(Record excerpts begins)

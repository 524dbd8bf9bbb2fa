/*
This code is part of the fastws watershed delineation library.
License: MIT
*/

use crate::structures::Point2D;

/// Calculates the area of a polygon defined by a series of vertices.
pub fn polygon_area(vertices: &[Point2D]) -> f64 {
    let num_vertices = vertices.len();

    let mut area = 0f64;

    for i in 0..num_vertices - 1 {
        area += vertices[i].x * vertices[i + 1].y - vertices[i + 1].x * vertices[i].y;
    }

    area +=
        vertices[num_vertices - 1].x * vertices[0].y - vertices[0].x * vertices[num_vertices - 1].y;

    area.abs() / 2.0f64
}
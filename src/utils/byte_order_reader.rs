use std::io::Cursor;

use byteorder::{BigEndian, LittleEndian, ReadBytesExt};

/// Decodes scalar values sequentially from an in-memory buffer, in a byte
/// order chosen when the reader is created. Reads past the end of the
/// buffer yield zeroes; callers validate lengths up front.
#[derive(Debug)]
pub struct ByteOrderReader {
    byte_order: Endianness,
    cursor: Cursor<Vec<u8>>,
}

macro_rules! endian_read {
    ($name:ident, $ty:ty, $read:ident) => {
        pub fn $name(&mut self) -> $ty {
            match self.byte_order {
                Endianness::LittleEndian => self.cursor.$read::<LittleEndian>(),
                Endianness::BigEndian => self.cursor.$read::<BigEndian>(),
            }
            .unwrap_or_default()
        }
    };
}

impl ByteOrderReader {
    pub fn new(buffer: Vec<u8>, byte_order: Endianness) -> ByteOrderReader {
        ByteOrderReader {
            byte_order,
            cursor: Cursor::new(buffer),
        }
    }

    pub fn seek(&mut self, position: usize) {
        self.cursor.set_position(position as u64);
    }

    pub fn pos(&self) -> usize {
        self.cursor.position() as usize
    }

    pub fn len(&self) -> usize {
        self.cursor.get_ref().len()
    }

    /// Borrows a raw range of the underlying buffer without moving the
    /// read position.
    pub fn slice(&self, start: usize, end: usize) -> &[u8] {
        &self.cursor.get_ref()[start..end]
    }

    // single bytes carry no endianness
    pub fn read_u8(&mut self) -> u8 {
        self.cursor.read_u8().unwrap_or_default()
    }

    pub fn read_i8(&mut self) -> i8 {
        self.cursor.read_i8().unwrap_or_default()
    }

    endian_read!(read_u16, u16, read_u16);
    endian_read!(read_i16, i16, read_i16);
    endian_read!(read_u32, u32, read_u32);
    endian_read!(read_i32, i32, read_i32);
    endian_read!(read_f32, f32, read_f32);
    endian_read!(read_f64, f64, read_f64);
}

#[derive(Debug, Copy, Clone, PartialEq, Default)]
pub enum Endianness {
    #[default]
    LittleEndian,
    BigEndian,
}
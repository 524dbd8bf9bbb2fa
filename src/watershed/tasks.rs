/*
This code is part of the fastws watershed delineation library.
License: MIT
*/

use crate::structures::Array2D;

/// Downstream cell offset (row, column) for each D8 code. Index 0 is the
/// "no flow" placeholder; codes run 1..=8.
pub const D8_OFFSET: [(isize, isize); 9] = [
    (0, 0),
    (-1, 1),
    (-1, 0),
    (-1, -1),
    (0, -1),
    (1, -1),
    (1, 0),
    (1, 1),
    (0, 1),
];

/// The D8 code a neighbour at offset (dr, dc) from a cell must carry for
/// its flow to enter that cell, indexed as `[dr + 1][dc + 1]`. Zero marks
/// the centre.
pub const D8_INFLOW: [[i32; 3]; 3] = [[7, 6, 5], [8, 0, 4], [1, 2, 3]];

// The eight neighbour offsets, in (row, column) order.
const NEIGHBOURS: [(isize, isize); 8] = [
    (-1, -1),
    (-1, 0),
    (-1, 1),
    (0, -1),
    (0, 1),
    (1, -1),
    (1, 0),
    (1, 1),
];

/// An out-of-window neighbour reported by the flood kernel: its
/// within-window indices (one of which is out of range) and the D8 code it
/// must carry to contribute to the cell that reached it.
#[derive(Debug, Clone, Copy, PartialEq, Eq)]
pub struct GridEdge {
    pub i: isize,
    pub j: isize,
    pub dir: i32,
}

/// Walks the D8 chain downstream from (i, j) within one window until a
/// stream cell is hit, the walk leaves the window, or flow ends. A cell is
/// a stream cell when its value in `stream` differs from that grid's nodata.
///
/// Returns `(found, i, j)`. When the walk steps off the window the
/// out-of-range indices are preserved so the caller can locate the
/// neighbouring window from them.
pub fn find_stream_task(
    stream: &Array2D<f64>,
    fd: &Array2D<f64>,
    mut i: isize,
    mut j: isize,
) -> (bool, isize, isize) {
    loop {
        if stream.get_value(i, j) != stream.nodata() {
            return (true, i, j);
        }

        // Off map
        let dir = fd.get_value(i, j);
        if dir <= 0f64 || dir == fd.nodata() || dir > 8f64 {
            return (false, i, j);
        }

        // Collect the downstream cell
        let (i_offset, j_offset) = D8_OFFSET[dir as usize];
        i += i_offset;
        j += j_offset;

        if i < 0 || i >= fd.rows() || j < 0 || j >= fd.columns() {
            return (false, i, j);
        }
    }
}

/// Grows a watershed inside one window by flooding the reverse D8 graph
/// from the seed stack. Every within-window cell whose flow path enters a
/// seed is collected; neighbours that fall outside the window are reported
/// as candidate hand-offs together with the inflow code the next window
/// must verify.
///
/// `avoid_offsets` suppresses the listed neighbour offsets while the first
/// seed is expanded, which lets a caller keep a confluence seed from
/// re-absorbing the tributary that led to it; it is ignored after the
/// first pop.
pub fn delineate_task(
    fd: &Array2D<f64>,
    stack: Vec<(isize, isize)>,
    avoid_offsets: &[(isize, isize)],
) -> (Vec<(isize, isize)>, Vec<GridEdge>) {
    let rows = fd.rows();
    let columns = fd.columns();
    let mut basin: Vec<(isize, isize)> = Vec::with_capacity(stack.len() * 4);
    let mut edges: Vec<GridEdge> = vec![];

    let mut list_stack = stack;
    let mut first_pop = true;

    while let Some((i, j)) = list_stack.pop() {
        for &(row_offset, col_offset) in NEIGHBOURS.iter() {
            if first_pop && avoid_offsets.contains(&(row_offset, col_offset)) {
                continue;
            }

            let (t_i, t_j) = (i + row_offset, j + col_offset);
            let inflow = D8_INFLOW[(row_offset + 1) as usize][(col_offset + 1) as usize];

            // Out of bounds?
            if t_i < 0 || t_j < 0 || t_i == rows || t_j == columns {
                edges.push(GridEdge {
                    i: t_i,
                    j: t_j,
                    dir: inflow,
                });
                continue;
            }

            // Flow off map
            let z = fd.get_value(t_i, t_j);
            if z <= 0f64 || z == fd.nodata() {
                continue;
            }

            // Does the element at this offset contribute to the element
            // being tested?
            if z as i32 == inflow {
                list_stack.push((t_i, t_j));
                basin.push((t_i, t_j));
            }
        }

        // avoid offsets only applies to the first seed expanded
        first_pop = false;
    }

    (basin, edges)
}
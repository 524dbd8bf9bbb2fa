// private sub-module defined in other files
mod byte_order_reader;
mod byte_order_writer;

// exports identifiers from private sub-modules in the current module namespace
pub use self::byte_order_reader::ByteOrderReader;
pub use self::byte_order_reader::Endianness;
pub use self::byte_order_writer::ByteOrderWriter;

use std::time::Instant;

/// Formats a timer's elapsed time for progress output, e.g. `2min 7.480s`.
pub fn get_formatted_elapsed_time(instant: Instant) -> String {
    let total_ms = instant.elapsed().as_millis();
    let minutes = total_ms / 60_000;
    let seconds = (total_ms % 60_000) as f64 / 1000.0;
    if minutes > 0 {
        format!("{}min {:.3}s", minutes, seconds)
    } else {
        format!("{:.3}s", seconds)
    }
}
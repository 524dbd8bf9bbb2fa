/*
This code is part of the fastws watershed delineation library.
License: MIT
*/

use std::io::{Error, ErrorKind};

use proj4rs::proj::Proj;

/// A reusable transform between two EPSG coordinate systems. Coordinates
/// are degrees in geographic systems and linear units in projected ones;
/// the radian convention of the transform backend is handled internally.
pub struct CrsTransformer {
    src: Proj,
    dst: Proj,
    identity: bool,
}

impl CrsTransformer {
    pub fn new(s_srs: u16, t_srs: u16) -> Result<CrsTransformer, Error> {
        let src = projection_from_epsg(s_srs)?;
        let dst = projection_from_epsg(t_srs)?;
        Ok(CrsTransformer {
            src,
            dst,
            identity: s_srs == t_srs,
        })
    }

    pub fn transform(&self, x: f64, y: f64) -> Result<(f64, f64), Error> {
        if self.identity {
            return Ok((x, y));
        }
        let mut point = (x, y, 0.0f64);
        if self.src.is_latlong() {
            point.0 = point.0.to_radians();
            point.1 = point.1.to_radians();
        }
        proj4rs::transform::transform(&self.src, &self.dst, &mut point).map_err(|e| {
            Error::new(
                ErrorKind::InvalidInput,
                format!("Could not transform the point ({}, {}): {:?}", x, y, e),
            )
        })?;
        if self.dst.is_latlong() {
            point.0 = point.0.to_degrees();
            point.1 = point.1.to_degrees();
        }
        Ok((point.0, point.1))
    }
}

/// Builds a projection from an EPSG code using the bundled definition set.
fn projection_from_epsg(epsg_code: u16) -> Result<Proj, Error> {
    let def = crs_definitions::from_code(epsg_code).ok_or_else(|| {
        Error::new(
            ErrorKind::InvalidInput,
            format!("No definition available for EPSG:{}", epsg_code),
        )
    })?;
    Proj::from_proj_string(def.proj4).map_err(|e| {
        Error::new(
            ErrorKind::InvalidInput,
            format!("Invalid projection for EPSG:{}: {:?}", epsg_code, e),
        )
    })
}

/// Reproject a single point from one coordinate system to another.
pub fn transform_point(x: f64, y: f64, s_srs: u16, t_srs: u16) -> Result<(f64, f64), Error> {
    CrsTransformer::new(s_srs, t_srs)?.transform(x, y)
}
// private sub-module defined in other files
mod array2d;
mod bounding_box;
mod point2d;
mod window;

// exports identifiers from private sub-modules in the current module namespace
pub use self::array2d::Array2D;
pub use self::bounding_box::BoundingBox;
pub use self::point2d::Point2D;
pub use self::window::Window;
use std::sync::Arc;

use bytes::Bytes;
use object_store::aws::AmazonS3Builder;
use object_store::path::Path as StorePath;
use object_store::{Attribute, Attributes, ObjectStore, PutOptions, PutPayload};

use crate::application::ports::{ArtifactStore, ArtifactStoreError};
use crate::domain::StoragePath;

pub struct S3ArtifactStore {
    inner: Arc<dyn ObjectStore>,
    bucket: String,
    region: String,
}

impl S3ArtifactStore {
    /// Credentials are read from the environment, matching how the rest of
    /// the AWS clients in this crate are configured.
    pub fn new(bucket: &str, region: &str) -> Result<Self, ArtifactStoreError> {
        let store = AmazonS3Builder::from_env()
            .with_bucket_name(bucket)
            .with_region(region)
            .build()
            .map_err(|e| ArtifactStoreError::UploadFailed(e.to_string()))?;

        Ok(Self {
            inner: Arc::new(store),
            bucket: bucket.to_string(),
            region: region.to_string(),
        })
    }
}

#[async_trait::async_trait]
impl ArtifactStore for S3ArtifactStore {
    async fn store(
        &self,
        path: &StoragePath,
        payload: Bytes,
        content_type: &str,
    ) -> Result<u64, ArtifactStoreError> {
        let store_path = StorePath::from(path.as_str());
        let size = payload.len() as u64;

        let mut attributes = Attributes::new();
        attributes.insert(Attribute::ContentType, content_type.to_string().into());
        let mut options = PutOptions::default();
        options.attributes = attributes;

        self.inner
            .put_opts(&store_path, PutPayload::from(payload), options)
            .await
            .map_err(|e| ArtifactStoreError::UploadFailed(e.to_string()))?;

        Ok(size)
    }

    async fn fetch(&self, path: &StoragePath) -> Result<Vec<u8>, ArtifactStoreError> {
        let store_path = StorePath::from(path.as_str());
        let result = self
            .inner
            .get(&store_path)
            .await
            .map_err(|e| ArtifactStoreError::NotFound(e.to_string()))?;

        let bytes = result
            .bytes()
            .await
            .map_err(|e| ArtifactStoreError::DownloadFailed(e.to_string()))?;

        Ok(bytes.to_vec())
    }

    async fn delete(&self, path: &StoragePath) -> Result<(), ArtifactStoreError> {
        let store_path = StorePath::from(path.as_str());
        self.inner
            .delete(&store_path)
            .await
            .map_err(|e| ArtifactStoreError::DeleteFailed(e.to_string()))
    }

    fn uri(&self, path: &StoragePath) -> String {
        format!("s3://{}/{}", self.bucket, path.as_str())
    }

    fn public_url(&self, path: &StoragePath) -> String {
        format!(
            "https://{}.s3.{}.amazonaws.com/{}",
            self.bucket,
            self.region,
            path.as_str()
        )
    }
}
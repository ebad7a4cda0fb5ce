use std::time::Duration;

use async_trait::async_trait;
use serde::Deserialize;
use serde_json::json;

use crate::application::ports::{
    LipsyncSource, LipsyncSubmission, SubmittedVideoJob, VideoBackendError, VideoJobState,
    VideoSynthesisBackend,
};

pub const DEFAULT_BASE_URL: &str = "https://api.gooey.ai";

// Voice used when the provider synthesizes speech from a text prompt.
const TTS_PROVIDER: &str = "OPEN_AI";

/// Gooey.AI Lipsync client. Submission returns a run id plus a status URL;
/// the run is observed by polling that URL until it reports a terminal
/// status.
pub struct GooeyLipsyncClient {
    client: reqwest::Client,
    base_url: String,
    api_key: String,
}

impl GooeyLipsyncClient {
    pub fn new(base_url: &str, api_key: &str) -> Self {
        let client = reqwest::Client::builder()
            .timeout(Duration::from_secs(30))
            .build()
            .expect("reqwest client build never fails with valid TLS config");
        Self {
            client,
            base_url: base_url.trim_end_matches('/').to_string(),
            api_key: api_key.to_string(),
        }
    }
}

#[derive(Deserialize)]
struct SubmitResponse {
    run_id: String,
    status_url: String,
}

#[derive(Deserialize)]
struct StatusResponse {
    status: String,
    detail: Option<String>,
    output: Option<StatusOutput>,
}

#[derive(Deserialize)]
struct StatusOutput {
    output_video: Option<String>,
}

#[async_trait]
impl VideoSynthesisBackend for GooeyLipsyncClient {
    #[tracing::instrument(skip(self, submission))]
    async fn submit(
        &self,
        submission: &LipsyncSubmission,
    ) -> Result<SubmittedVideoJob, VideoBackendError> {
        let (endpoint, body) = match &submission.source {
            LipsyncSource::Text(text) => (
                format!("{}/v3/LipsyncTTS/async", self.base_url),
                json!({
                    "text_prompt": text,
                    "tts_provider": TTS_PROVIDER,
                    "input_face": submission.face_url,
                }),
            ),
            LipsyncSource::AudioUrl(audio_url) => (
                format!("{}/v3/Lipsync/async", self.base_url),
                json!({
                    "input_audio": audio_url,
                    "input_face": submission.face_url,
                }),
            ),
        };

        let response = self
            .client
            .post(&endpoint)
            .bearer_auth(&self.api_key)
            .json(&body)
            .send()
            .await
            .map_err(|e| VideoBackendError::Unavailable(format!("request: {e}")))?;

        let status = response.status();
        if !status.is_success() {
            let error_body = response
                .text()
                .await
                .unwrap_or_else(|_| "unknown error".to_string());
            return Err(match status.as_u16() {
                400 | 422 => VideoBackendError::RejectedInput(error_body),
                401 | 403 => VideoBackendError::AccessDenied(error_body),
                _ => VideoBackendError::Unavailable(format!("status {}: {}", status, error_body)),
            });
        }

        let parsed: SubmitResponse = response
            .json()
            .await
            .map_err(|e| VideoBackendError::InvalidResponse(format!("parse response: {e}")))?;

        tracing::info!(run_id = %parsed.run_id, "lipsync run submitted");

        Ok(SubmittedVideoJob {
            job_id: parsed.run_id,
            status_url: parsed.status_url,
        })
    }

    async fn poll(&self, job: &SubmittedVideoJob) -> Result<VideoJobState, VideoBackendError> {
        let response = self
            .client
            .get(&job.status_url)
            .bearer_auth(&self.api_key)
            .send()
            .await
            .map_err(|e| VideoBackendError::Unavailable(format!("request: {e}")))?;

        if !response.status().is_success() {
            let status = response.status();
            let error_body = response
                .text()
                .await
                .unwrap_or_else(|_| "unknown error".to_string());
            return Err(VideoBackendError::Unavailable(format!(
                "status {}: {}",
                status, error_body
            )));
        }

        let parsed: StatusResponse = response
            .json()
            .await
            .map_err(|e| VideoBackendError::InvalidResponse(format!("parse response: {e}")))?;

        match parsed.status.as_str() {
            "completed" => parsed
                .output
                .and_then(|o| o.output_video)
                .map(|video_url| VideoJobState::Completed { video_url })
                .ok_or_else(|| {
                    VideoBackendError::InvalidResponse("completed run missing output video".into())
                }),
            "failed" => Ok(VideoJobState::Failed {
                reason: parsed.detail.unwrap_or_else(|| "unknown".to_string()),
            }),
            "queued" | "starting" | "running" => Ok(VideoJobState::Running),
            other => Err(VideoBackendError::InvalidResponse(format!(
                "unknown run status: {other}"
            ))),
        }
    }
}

(Record excerpts ends)

| Task goal |
Return only the lines of the records in which the string "SubmitResponse" appears.

| Reply to the exercise |
struct SubmitResponse {
        let parsed: SubmitResponse = response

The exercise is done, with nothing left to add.